Le film que nous, amateurs des polars d'une noirceur infinie venant des Etats-Unis voire d'Italie, attendions de la production française. Un film nihiliste, sans espoir, condamnant sans détour une identité masculine imprégnée de violence : violence entre les classes, violence envers les faibles, violence envers la nature, violence envers les femmes...Car c'est un film sur la violence avec des personnages archétypaux (surtout pas des caricatures) incarnant tous une catégorie de notables (l'homme politique, les entrepreneurs ayant réussi, le militaire) qui se retrouvent confrontés à l'indicible, non pas malgré eux, mais à cause d'eux.
Une partie de chasse dont l’introduction est en soi une forme de dénonciation d'une bourgeoisie sans limites, sans vergogne, autocentrée et suffisante : un adultère sordide qui préfigure la violence à suivre, un repas de chasse où l'alcool vient désinhiber les personnages (même ceux qui n'en ont guère besoin) et affiche les tensions "viriles", la femme étant cantonnée à une fonction, au premier degré, de passe-plat. La partie de chasse commence, avec une orgie de détails qui, chacun à leur niveau, préfigurent la suite et le déchaînement de violence : le collet, la course du chien,...Les hommes avancent groupés, tendus vers l'objectif ultime : la mise à mort du gibier (game) dont on suppose qu'elle sera abjecte.
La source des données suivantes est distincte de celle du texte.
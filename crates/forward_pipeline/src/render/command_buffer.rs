//! Recorded command buffers
//!
//! Commands are recorded on the CPU and replayed by the frame context when
//! the buffer is executed. A buffer is reused across viewpoints and frames
//! by clearing it after each execution.

use crate::render::Color;

/// A single recorded command
#[derive(Debug, Clone, PartialEq)]
pub enum Command {
    /// Clear the current render target
    ClearRenderTarget {
        /// Clear the depth buffer
        clear_depth: bool,
        /// Clear the color buffer
        clear_color: bool,
        /// Color written when clearing color
        color: Color,
    },
    /// Open a named profiling sample
    BeginSample(String),
    /// Close a named profiling sample
    EndSample(String),
}

/// Named, replayable sequence of commands
#[derive(Debug, Clone, Default, PartialEq)]
pub struct CommandBuffer {
    name: String,
    commands: Vec<Command>,
}

impl CommandBuffer {
    /// Create an empty buffer
    pub fn new(name: impl Into<String>) -> Self {
        Self {
            name: name.into(),
            commands: Vec::new(),
        }
    }

    /// Buffer name, shown by frame debuggers
    pub fn name(&self) -> &str {
        &self.name
    }

    /// Record a render target clear
    pub fn clear_render_target(&mut self, clear_depth: bool, clear_color: bool, color: Color) {
        self.commands.push(Command::ClearRenderTarget {
            clear_depth,
            clear_color,
            color,
        });
    }

    /// Record the start of a profiling sample
    pub fn begin_sample(&mut self, name: &str) {
        self.commands.push(Command::BeginSample(name.to_string()));
    }

    /// Record the end of a profiling sample
    pub fn end_sample(&mut self, name: &str) {
        self.commands.push(Command::EndSample(name.to_string()));
    }

    /// Recorded commands in recording order
    pub fn commands(&self) -> &[Command] {
        &self.commands
    }

    /// Number of recorded commands
    pub fn len(&self) -> usize {
        self.commands.len()
    }

    /// Whether nothing has been recorded
    pub fn is_empty(&self) -> bool {
        self.commands.is_empty()
    }

    /// Drop all recorded commands. Keeps allocated capacity for reuse.
    pub fn clear(&mut self) {
        self.commands.clear();
    }
}
//! Logging utilities and structured logging support

use serde::{Deserialize, Serialize};
use std::str::FromStr;
use std::sync::Once;

pub use log::{debug, error, info, trace, warn};

/// Logger configuration
///
/// `filter` follows the `env_logger` filter syntax (e.g. "info",
/// "forward_pipeline=trace"). When it is absent, `RUST_LOG` is honored and
/// `level` is the final fallback.
#[derive(Debug, Clone, PartialEq, Eq, Serialize, Deserialize)]
#[serde(default)]
pub struct LoggingConfig {
    /// Default level when neither `filter` nor `RUST_LOG` is set
    pub level: String,
    /// Explicit filter directives, overriding `RUST_LOG`
    pub filter: Option<String>,
}

impl Default for LoggingConfig {
    fn default() -> Self {
        Self {
            level: "info".to_string(),
            filter: None,
        }
    }
}

impl LoggingConfig {
    /// Set the fallback log level
    pub fn with_level(mut self, level: impl Into<String>) -> Self {
        self.level = level.into();
        self
    }

    /// Set explicit filter directives
    pub fn with_filter(mut self, filter: impl Into<String>) -> Self {
        self.filter = Some(filter.into());
        self
    }

    fn level_filter(&self) -> log::LevelFilter {
        log::LevelFilter::from_str(&self.level).unwrap_or(log::LevelFilter::Info)
    }
}

static INIT: Once = Once::new();

/// Initialize the logging system once
///
/// Subsequent calls are ignored, as are failures caused by another logger
/// already being installed by the host process.
pub fn init_logging(config: &LoggingConfig) {
    INIT.call_once(|| {
        let mut builder = env_logger::Builder::new();

        if let Some(filter) = &config.filter {
            builder.parse_filters(filter);
        } else if let Ok(filter) = std::env::var("RUST_LOG") {
            builder.parse_filters(&filter);
        } else {
            builder.filter_level(config.level_filter());
        }

        if builder.try_init().is_ok() {
            log::debug!("logging initialized");
        }
    });
}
Et puis le viol...rappelant les pires images de Last House on the left, Dupont-Lajoie, I Spit on your Grave,...Mimsy Farmer la proie des deux soudards Marielle et Léotard, ivres de mauvais vin et de pouvoir, car il s'agit également de ça. Par ce viol originel, Mimsy Farmer va ourdir sa vengeance, en ciblant l'ensemble d'une meute devenue disparate, qui se désunit face à l'adversité insoupçonnée de la présumée faible femme. Mais le message est qu'une femme à ce point blessée dans son être devient une vengeresse implacable. La naissance d'un Rape and Revenge à la française avec l'incarnation ultime de la féminité Mimsy Farmer.


Quelle tension palpable pendant tout le métrage, un grain d'image plein d'aspérités qui rend le contexte encore plus sordide, des acteurs au sommet du contre-emploi qui viennent nourrir une intrigue de plus en plus inconcevable.
Je ne pense pas avoir éprouvé pareille sensation devant un film de genre français, où la noirceur le dispute à la transgression.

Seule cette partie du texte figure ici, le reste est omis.